Approaches for optimizing an MPI program Once you understand if your program is bandwidth or latency dependent, appropriate approach can be taken. The amount of communication can be decreased by packing small data items. Combining OpenMP with MPI may become necessary for large number of cores. Load-balancing is important – distribute work evenly between CPUs and re-balance if necessary. Do not allow interference from other users – always take full nodes. Test different compilers and MPI implementations
Parallel pseudorandom number generators In an MPI program one needs the pseudorandom numbers generated by each process to be uncorrelated. This is a achieved by using parallel pseudorandom number generators, specifically designed for this purpose. Development of parallel generators is notoriously tricky, error-prone and naïve do-it-yourself approaches may produce wrong results. One should always prefer to use portable, well-tested and well understood random number generators. The general approach is that there is one global seed, but each process uses also its own global rank to produce independent stream of pseudorandom numbers.
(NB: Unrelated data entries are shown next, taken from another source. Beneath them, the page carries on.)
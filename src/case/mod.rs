pub mod acronyms;
pub mod casing;
pub mod tokenizer;

use crate::config::Config;
use crate::error::Result;
use acronyms::AcronymSet;
use casing::{Locale, LocaleCaser, TextCaser};
use std::fmt;
use std::str::FromStr;

/// Target naming convention.
#[derive(Debug, Clone, Copy, PartialEq, Eq, Hash)]
pub enum Style {
    Snake,
    Kebab,
    Camel,
    Pascal,
}

impl Style {
    pub const ALL: [Style; 4] = [Style::Snake, Style::Kebab, Style::Camel, Style::Pascal];

    /// Character placed between words, `None` for the hump styles.
    pub fn separator(self) -> Option<char> {
        match self {
            Style::Snake => Some('_'),
            Style::Kebab => Some('-'),
            Style::Camel | Style::Pascal => None,
        }
    }

    /// Word boundaries are carried by capitalization instead of a separator.
    pub fn is_hump(self) -> bool {
        self.separator().is_none()
    }
}

impl FromStr for Style {
    type Err = String;

    fn from_str(s: &str) -> Result<Self, Self::Err> {
        match s.to_lowercase().as_str() {
            "snake" | "snake_case" => Ok(Style::Snake),
            "kebab" | "kebab-case" => Ok(Style::Kebab),
            "camel" | "camelcase" => Ok(Style::Camel),
            "pascal" | "pascalcase" => Ok(Style::Pascal),
            _ => Err(format!("Unknown style: {}", s)),
        }
    }
}

impl fmt::Display for Style {
    fn fmt(&self, f: &mut fmt::Formatter<'_>) -> fmt::Result {
        match self {
            Style::Snake => write!(f, "snake"),
            Style::Kebab => write!(f, "kebab"),
            Style::Camel => write!(f, "camel"),
            Style::Pascal => write!(f, "pascal"),
        }
    }
}

/// Converts identifiers between [`Style`]s.
///
/// Holds the acronym table and the casing rules; both are read-only, so a
/// single converter can be shared between threads.
#[derive(Debug, Clone)]
pub struct Converter<C = LocaleCaser> {
    acronyms: AcronymSet,
    caser: C,
}

impl Converter {
    /// Default acronym table with the casing rules of `locale`.
    pub fn new(locale: Locale) -> Self {
        Self::with_acronyms(locale, AcronymSet::default())
    }

    /// Build a converter from a language tag such as `en` or `tr-TR`.
    pub fn for_language(tag: &str) -> Result<Self> {
        Ok(Self::new(tag.parse()?))
    }

    pub fn with_acronyms(locale: Locale, acronyms: AcronymSet) -> Self {
        Self::with_caser(LocaleCaser::new(locale), acronyms)
    }

    /// Locale and acronym table taken from `config`.
    pub fn from_config(config: &Config) -> anyhow::Result<Self> {
        Ok(Self::with_acronyms(config.locale()?, config.acronym_set()?))
    }
}

impl Default for Converter {
    fn default() -> Self {
        Self::new(Locale::Root)
    }
}

impl<C: TextCaser> Converter<C> {
    pub fn with_caser(caser: C, acronyms: AcronymSet) -> Self {
        Self { acronyms, caser }
    }

    pub fn acronyms(&self) -> &AcronymSet {
        &self.acronyms
    }

    pub fn caser(&self) -> &C {
        &self.caser
    }

    /// Words of `input` as slices with their original casing.
    pub fn tokenize<'a>(&self, input: &'a str) -> Vec<&'a str> {
        tokenizer::tokenize(input, &self.acronyms).collect()
    }

    pub fn convert(&self, style: Style, input: &str) -> String {
        let mut res = String::with_capacity(input.len());

        for (i, word) in tokenizer::tokenize(input, &self.acronyms).enumerate() {
            if i > 0 {
                if let Some(sep) = style.separator() {
                    res.push(sep);
                }
            }

            let cased = match style {
                Style::Snake | Style::Kebab => self.caser.lowercase(word),
                Style::Camel if i == 0 => self.caser.lowercase(word),
                Style::Camel | Style::Pascal => self.hump(word),
            };
            res.push_str(&cased);
        }

        res
    }

    pub fn to_snake(&self, input: &str) -> String {
        self.convert(Style::Snake, input)
    }

    pub fn to_kebab(&self, input: &str) -> String {
        self.convert(Style::Kebab, input)
    }

    pub fn to_camel(&self, input: &str) -> String {
        self.convert(Style::Camel, input)
    }

    pub fn to_pascal(&self, input: &str) -> String {
        self.convert(Style::Pascal, input)
    }

    /// Acronyms are shouted, everything else is capitalized.
    fn hump(&self, word: &str) -> String {
        let upper = self.caser.uppercase(word);
        if self.acronyms.contains(&upper) {
            upper
        } else {
            self.caser.titlecase(word)
        }
    }
}

#[cfg(test)]
mod tests {
    use super::*;

    #[test]
    fn test_style_parsing() {
        assert_eq!("snake".parse::<Style>().unwrap(), Style::Snake);
        assert_eq!("kebab-case".parse::<Style>().unwrap(), Style::Kebab);
        assert_eq!("camelCase".parse::<Style>().unwrap(), Style::Camel);
        assert_eq!("PASCAL".parse::<Style>().unwrap(), Style::Pascal);
        assert!("title".parse::<Style>().is_err());

        for style in Style::ALL {
            assert_eq!(style.to_string().parse::<Style>().unwrap(), style);
        }
    }

    #[test]
    fn test_separators() {
        assert_eq!(Style::Snake.separator(), Some('_'));
        assert_eq!(Style::Kebab.separator(), Some('-'));
        assert!(Style::Camel.is_hump());
        assert!(Style::Pascal.is_hump());
    }

    #[test]
    fn test_convert_each_style() {
        let converter = Converter::default();
        let input = "parse HTTP-response_body";
        assert_eq!(converter.to_snake(input), "parse_http_response_body");
        assert_eq!(converter.to_kebab(input), "parse-http-response-body");
        assert_eq!(converter.to_camel(input), "parseHTTPResponseBody");
        assert_eq!(converter.to_pascal(input), "ParseHTTPResponseBody");
    }

    #[test]
    fn test_camel_lowercases_leading_acronym() {
        let converter = Converter::default();
        assert_eq!(converter.to_camel("JSONSerializer"), "jsonSerializer");
        assert_eq!(converter.to_camel("ID"), "id");
        assert_eq!(converter.to_pascal("id"), "ID");
    }

    #[test]
    fn test_non_acronyms_are_title_cased() {
        let converter = Converter::default();
        assert_eq!(converter.to_pascal("NASA_rocket"), "NasaRocket");
        assert_eq!(converter.to_camel("ABCDEFG"), "abcdefg");
        assert_eq!(converter.to_pascal("ABCDEFG"), "Abcdefg");
    }

    #[test]
    fn test_acronyms_with_digits() {
        // An uppercase run stops at the digit, so UTF8 is only recognized
        // as a whole word.
        let converter = Converter::default();
        assert_eq!(converter.to_pascal("utf8_decoder"), "UTF8Decoder");
        assert_eq!(converter.to_camel("decode-utf8"), "decodeUTF8");
        assert_eq!(converter.tokenize("UTF8"), vec!["UTF", "8"]);
    }

    #[test]
    fn test_empty_and_separator_only_input() {
        let converter = Converter::default();
        for style in Style::ALL {
            assert_eq!(converter.convert(style, ""), "");
            assert_eq!(converter.convert(style, "__--  ..!"), "");
        }
    }

    #[test]
    fn test_locale_casing() {
        let root = Converter::default();
        let turkish = Converter::for_language("tr").unwrap();

        assert_eq!(root.to_pascal("idList"), "IDList");
        assert_eq!(turkish.to_pascal("idList"), "İdList");
        assert_eq!(turkish.to_snake("idList"), "id_list");
    }

    #[test]
    fn test_from_config() {
        let config = Config {
            locale: "tr-TR".to_string(),
            acronyms: vec!["grpc".to_string()],
            ..Default::default()
        };
        let converter = Converter::from_config(&config).unwrap();
        assert_eq!(converter.caser().locale(), Locale::Turkish);
        assert_eq!(converter.to_pascal("grpc_stream"), "GRPCStream");
    }

    #[test]
    fn test_invalid_language_tag() {
        assert!(Converter::for_language("not a tag").is_err());
    }

    struct MarkingCaser;

    impl TextCaser for MarkingCaser {
        fn lowercase(&self, word: &str) -> String {
            format!("l({})", word)
        }

        fn uppercase(&self, word: &str) -> String {
            word.to_uppercase()
        }

        fn titlecase(&self, word: &str) -> String {
            format!("t({})", word)
        }
    }

    #[test]
    fn test_injected_caser() {
        let converter = Converter::with_caser(MarkingCaser, AcronymSet::default());
        assert_eq!(
            converter.to_camel("user_api_handler"),
            "l(user)APIt(handler)"
        );
        assert_eq!(converter.to_kebab("userAPI"), "l(user)-l(API)");
    }

    #[test]
    fn test_custom_acronym_table() {
        let acronyms = AcronymSet::extend_defaults(["GRPC"]).unwrap();
        let converter = Converter::with_acronyms(Locale::Root, acronyms);
        assert_eq!(converter.to_pascal("grpc_client"), "GRPCClient");
        assert_eq!(converter.to_snake("newGRPCClient"), "new_grpc_client");

        let converter = Converter::with_acronyms(Locale::Root, AcronymSet::empty());
        assert_eq!(converter.to_pascal("user_id"), "UserId");
    }
}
SPRNG Scalable Parallel Random Number Generators Library Web site: http://sprng.fsu.edu/ Versions that can be used: 2.0, 4.0. Version 4.0 can be used from C++ (use mpiCC for openmpi) or FORTRAN (use mpif77 or mpif90). Version 2.0 can be used from C Tips for how to install SPRNG can be found also in http://wiki.hp-see.eu/index.php/SPRNG where you can see how to solve some problems that you may find following the official instructions.
SPRNG The principle of SPRNG is that at each CPU you create an object called stream, which you then use to generate a stream of random numbers by calling sprng(stream) In your program you must include sprng.h, define the seed and the interface type (simple or default), then initialize the state of the generator and then you can use the above call. A typical SPRNG 2.0 program (see, e.g.) http://sprng.cs.fsu.edu/Version2.0/examples2/sprng_mpi.c #include "sprng.h” #define USE_MPI stream=init_sprng(gtype,streamnum,nstreams,SEED, SPRNG_DEFAULT); …. sprng(stream)
SPRNG A typical SPRNG 4.0 program (see, e.g.) http://sprng.cs.fsu.edu/Version4.0/examples4/sprng.cpp contains: #include "sprng_cpp.h" #define USE_MPI // necessary only for simple interface Sprng*ptr = SelectType(gtype); ptr->init_sprng(streamnum, nstreams, SEED, SPRNG_DEFAULT); …. ptr->sprng() // usage FORTRAN similar to C.
Conclusions There are many tools to aid analysis and optimization of MPI programs. Nevertheless experience and knowledge of problem area is key SPRNG is easy to deploy and use and portable across many architectures. It can be used not only in MPI parallel programs, but also in multicore programming.